The law does not impose upon correctional officials a duty to directly supervise health care personnel, to set treatment policy for the medical staff or to intervene in treatment decisions where they have no actual knowledge that intervention is necessary to prevent a constitutional wrong. See Vinnedge v. Gibbs, 550 F.2d 926 (4th Cir. 1977) (a medical treatment claim cannot be brought against managing officers of a prison absent allegations that they were personally connected with the alleged denial of treatment). Moreover, "supervisory [correctional] officials are entitled to rely on medical judgments made by medical professionals responsible for prisoner care. See, e.g., Durmer v. O'Carroll, 991 F.2d 64, 69 (3rd Cir. 1993); White v. Farrier, 849 F.2d 322, 327 (8th Cir. 1988)." Williams v. Limestone County, Ala., 198 Fed.Appx. 893, 897 (11th Cir. 2006).Cameron v. Allen, et al., 525 F.Supp.2d 1302, 1307 (M.D. Ala. 2007).

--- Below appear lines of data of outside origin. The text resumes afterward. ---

#![doc = r#"
# psc-hosting

## 模块使命（Why）
- **一个名字对应一个引擎**：启动外壳按名字构造引擎、记录层按名字找到
  引擎，本 crate 维护这张进程级注册表并负责统一的启动与收尾；
- **三种引擎、一套能力**：注册表槽位是带标签的变体 [`EngineHandle`]，
  把 TCP、UDP 与高速率采集引擎的公共能力集（连接、入队、冲刷、强制
  重连、停止、报告）收拢在一组按变体分派的方法后面。

## 生命周期（What）
- [`create_psc`] / [`create_psc_udp`] / [`create_psc_udp_fast`] 构造引擎并
  写入注册表；同名重复构造会替换旧槽位（旧引擎先被停止）；
- [`start_all`] 在宿主进入运行态时逐一调用 `connect`；
- [`stop_all`] 把注册表整体换出，停止每个引擎再释放句柄；共享反应器
  随最后一个引擎句柄的释放而退出。
"#]

mod registry;

pub use registry::{
    create_psc, create_psc_udp, create_psc_udp_fast, get, report_all, set_send_block_size,
    start_all, stop_all, EngineHandle,
};
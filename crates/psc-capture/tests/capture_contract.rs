//! `capture_contract` 集成测试：采集流水线的端到端行为。
//!
//! # 覆盖点（How）
//! - `journal_round_trip`：N 个报文落盘后逐条解析回来，与发送序一致；
//! - `blocks_and_snapshot_ring`：Block 更新、短缓冲装填上界、类型化
//!   快照读取与清空归还；
//! - `invalid_packets_feed_nignore`：坏魔数与声明比实际还短的长度记账；
//!   声明超过报文体缓冲的帧必须照常接收，不得混入 `nignore`。
//!
//! 吞吐旋钮在构造前压到测试量级（速率 1000 pkt/s），自由链表只有
//! 两千个 1 KiB 缓冲，避免测试进程吃掉数百 MB 预分配。

use std::net::UdpSocket;
use std::sync::Arc;
use std::thread;
use std::time::{Duration, Instant};

use psc_capture::{CaptureEngine, JournalReader};
use psc_core::config::tunables;
use psc_core::wire::JOURNAL_HEADER_LEN;

fn frame(msgid: u16, body: &[u8]) -> Vec<u8> {
    let mut out = Vec::with_capacity(8 + body.len());
    out.extend_from_slice(b"PS");
    out.extend_from_slice(&msgid.to_be_bytes());
    out.extend_from_slice(&(body.len() as u32).to_be_bytes());
    out.extend_from_slice(body);
    out
}

fn wait_until(limit: Duration, cond: impl Fn() -> bool) -> bool {
    let deadline = Instant::now() + limit;
    while Instant::now() < deadline {
        if cond() {
            return true;
        }
        thread::sleep(Duration::from_millis(20));
    }
    cond()
}

/// 把全局吞吐旋钮压到测试量级（幂等，各测试设同一组值）。
fn tame_tunables() {
    let t = tunables();
    t.set_udp_max_packet_rate(1_000);
    t.set_udp_buffer_period_ms(1_000);
    t.set_udp_max_packet_size(1024);
}

fn engine_with_sender(name: &str) -> (UdpSocket, Arc<CaptureEngine>) {
    tame_tunables();
    let sender = UdpSocket::bind("127.0.0.1:0").expect("bind sender");
    let sender_port = sender.local_addr().unwrap().port();
    let engine = CaptureEngine::new(name, "127.0.0.1", sender_port, 0).expect("engine");
    (sender, engine)
}

#[test]
fn journal_round_trip() {
    let dir = tempfile::tempdir().expect("tempdir");
    let (sender, engine) = engine_with_sender("cap1");
    let target = engine.local_addr();

    engine.set_filedir(dir.path().to_str().unwrap());
    engine.set_filebase("t");
    engine.set_record(true);
    engine.connect().expect("connect");

    let sent: Vec<(u16, Vec<u8>)> = (0..5u16)
        .map(|i| (100 + i, format!("payload-{i}").into_bytes()))
        .collect();
    let expect_bytes: usize = sent
        .iter()
        .map(|(_, body)| JOURNAL_HEADER_LEN + body.len())
        .sum();
    for (msgid, body) in &sent {
        sender.send_to(&frame(*msgid, body), target).expect("send");
        // 分批次投喂，顺带覆盖多次批量收包。
        thread::sleep(Duration::from_millis(30));
    }

    assert!(
        wait_until(Duration::from_secs(5), || {
            engine.counters().storewrote >= expect_bytes
        }),
        "journal should absorb all packets, counters: {:?}",
        engine.counters()
    );
    let file = engine.last_file();
    assert!(!file.is_empty());
    engine.stop();

    // 文件内容必须逐条解析回发送序，且没有半条记录。
    let reader = JournalReader::new(std::fs::File::open(&file).expect("reopen journal"));
    let mut replay = Vec::new();
    for record in reader {
        let record = record.expect("intact record");
        assert!(record.sec > 0);
        replay.push((record.msgid, record.body));
    }
    assert_eq!(replay, sent);
}

#[test]
fn blocks_and_snapshot_ring() {
    let (sender, engine) = engine_with_sender("cap2");
    let target = engine.local_addr();
    let block = engine.core().get_recv(300);
    engine.set_short_limit(3);
    engine.connect().expect("connect");

    // 每帧带一个大端 u32 与一个紧凑 s24。
    for i in 0..5u32 {
        let mut body = Vec::new();
        body.extend_from_slice(&(1000 + i).to_be_bytes());
        body.extend_from_slice(&[0xff, 0xfe, i as u8]);
        sender.send_to(&frame(300, &body), target).expect("send");
        thread::sleep(Duration::from_millis(30));
    }

    assert!(wait_until(Duration::from_secs(5), || block.count() == 5));
    assert_eq!(engine.counters().rxcnt, 5);
    assert!(block.rxtime().is_some());

    // 短缓冲装填不超过上限。
    assert!(wait_until(Duration::from_secs(2), || {
        engine.report(2).contains("short 3/3")
    }));

    // 典型快照读取：u32 在偏移 0，s24 在偏移 4。
    let mut vals = [0u32; 3];
    assert_eq!(engine.snapshot_u32_be(300, 0, 0, &mut vals), 3);
    assert_eq!(vals[0], 1000);
    let mut s24 = [0i32; 3];
    assert_eq!(engine.snapshot_i24_be(300, 4, 0, &mut s24), 3);
    // 0xfffe00+i 按 24 位补码是负数。
    assert!(s24[0] < 0);

    // 目的区比短缓冲大：读取不满并请求放大下一轮容量。
    let mut want_more = [0u32; 8];
    assert_eq!(engine.snapshot_u32_be(300, 0, 0, &mut want_more), 3);
    assert_eq!(engine.short_limit(), 8);

    // 清空把缓冲归还自由链表。
    assert_eq!(engine.snapshot_clear(), 3);
    assert_eq!(engine.snapshot_u32_be(300, 0, 0, &mut vals), 0);

    engine.stop();
}

#[test]
fn invalid_packets_feed_nignore() {
    let (sender, engine) = engine_with_sender("cap3");
    let target = engine.local_addr();
    let oversized = engine.core().get_recv(6);
    engine.connect().expect("connect");

    // 坏魔数。
    sender
        .send_to(&[0x58, 0x59, 0, 1, 0, 0, 0, 0], target)
        .expect("send corrupt");
    // 声明长度比实际少：8 字节报文体只声明 2 字节。
    let mut lying = frame(5, &[0u8; 8]);
    lying[4..8].copy_from_slice(&2u32.to_be_bytes());
    sender.send_to(&lying, target).expect("send lying");
    // 合法帧仍然照常入账。
    sender.send_to(&frame(5, b"ok"), target).expect("send good");

    assert!(wait_until(Duration::from_secs(5), || {
        engine.counters().nignore == 2
    }));
    assert!(wait_until(Duration::from_secs(5), || {
        engine.counters().rxcnt == 3
    }));
    // 未注册的帧号走 ukncount。
    assert!(wait_until(Duration::from_secs(5), || {
        engine.core().unknown_count() == 1
    }));

    // 声明 5000 字节、实际只带 16 字节：超出 1024 字节的报文体缓冲，
    // 但四项拒收标准都不命中，必须照常进块而不是混入 nignore。
    let mut huge = frame(6, &[0x5au8; 16]);
    huge[4..8].copy_from_slice(&5000u32.to_be_bytes());
    sender.send_to(&huge, target).expect("send oversized");

    assert!(wait_until(Duration::from_secs(5), || oversized.count() == 1));
    assert_eq!(engine.counters().nignore, 2);
    assert_eq!(engine.counters().rxcnt, 4);
    // 入块的载荷按缓冲实际持有的字节钳制。
    assert_eq!(oversized.state().data.size(), 1024);

    engine.stop();
}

Insofar as Thomas seeks relief from the defendants for the treatment provided by health care personnel, assuming these defendants exerted some authority over those persons responsible for the provision of medical treatment at Ventress, the law is well settled "that Government officials may not be held liable for the unconstitutional conduct of their subordinates under the theory of respondeat superior [or vicarious liability].... Robertson v. Sichel, 127 U.S. 507, 515-516, 8 S.Ct. 1286, 3 L.Ed. 203 (1888) ('A public officer or agent is not responsible for the misfeasances or position wrongs, or for the nonfeasances, or negligences, or omissions of duty, of the subagents or servants or other persons properly employed by or under him, in the discharge of his official duties'). Because vicarious liability is inapplicable to . . . § 1983 suits, a plaintiff must plead that each Government-official defendant, through the official's own individual actions, has violated the Constitution." Ashcroft v. Iqbal, 556 U.S. 662, 676, 129 S.Ct. 1937, 1948 (2009); Cottone v. Jenne, 326 F.3d 1352, 1360 (11th Cir. 2003) ("[S]upervisory officials are not liable under § 1983 for the unconstitutional acts of their subordinates on the basis of respondeat superior or vicarious liability."); Marsh v. Butler County, 268 F.3d 1014, 1035 (11th Cir. 2001) (supervisory official "can have no respondeat superior liability for a section 1983 claim."); Gonzalez v. Reno, 325 F.3d 1228, 1234 (11th Cir.2003) (concluding supervisory officials are not liable on the basis of respondeat superior or vicarious liability); Hartley v. Parnell, 193 F.3d 1263, 1269 (11th Cir. 1999), citing Belcher v. City of Foley, 30 F.3d 1390, 1396 (11th Cir. 1994) (42 U.S.C. § 1983 does not allow a plaintiff to hold supervisory officials liable for the actions of their subordinates under either a theory of respondeat superior or vicarious liability). "Absent vicarious liability, each Government official, his or her title notwithstanding, is only liable for his or her own misconduct." Iqbal, 556 U.S. at 677, 129 S.Ct. 1949. Thus, liability for medical treatment provided to Thomas could attach to defendants Giles and Reynolds only if they "personally participate[d] in the alleged unconstitutional conduct or [if] there is a causal connection between [their] actions . . . and the alleged constitutional deprivation." Cottone, 326 F.3d at 1360.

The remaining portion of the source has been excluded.